───── Given data ─────

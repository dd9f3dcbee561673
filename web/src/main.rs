use dioxus::prelude::*;
use views::Home;

mod views;

#[derive(Debug, Clone, Routable, PartialEq)]
#[rustfmt::skip]
enum Route {
    #[route("/")]
    Home {},
}

fn main() {
    dioxus::launch(App);
}

#[component]
fn App() -> Element {
    rsx! {
        document::Title { "Voira · The new voice era" }
        Router::<Route> {}
    }
}
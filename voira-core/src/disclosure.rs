//! Open/closed state for the FAQ accordion

use tracing::{debug, warn};

/// Visibility of a single question/answer pair
#[derive(Debug, Clone, Copy, Default, PartialEq, Eq)]
pub struct Disclosure {
    pub is_open: bool,
}

impl Disclosure {
    /// Flip the panel and return the new visibility
    pub fn toggle(&mut self) -> bool {
        self.is_open = !self.is_open;
        self.is_open
    }
}

/// Independent disclosure flags, one per entry, keyed by position
#[derive(Debug, Clone, Default, PartialEq, Eq)]
pub struct DisclosureSet {
    panels: Vec<Disclosure>,
}

impl DisclosureSet {
    /// `len` panels, all closed
    pub fn closed(len: usize) -> Self {
        Self {
            panels: vec![Disclosure::default(); len],
        }
    }

    pub fn len(&self) -> usize {
        self.panels.len()
    }

    pub fn is_empty(&self) -> bool {
        self.panels.is_empty()
    }

    /// Out-of-range indices read as closed
    pub fn is_open(&self, index: usize) -> bool {
        self.panels.get(index).is_some_and(|panel| panel.is_open)
    }

    /// Toggle the panel at `index`. Returns its new visibility, or `None`
    /// when there is no such panel.
    pub fn toggle(&mut self, index: usize) -> Option<bool> {
        let Some(panel) = self.panels.get_mut(index) else {
            warn!(index, len = self.panels.len(), "ignoring toggle for unknown FAQ entry");
            return None;
        };
        let is_open = panel.toggle();
        debug!(index, is_open, "FAQ entry toggled");
        Some(is_open)
    }

    pub fn iter(&self) -> impl Iterator<Item = &Disclosure> {
        self.panels.iter()
    }
}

─────

Aim of the task
With "panels" as the string to match, show every line of the entries above that has it.

Solved exercise
    panels: Vec<Disclosure>,
    /// `len` panels, all closed
            panels: vec![Disclosure::default(); len],
        self.panels.len()
        self.panels.is_empty()
        self.panels.get(index).is_some_and(|panel| panel.is_open)
        let Some(panel) = self.panels.get_mut(index) else {
            warn!(index, len = self.panels.len(), "ignoring toggle for unknown FAQ entry");
        self.panels.iter()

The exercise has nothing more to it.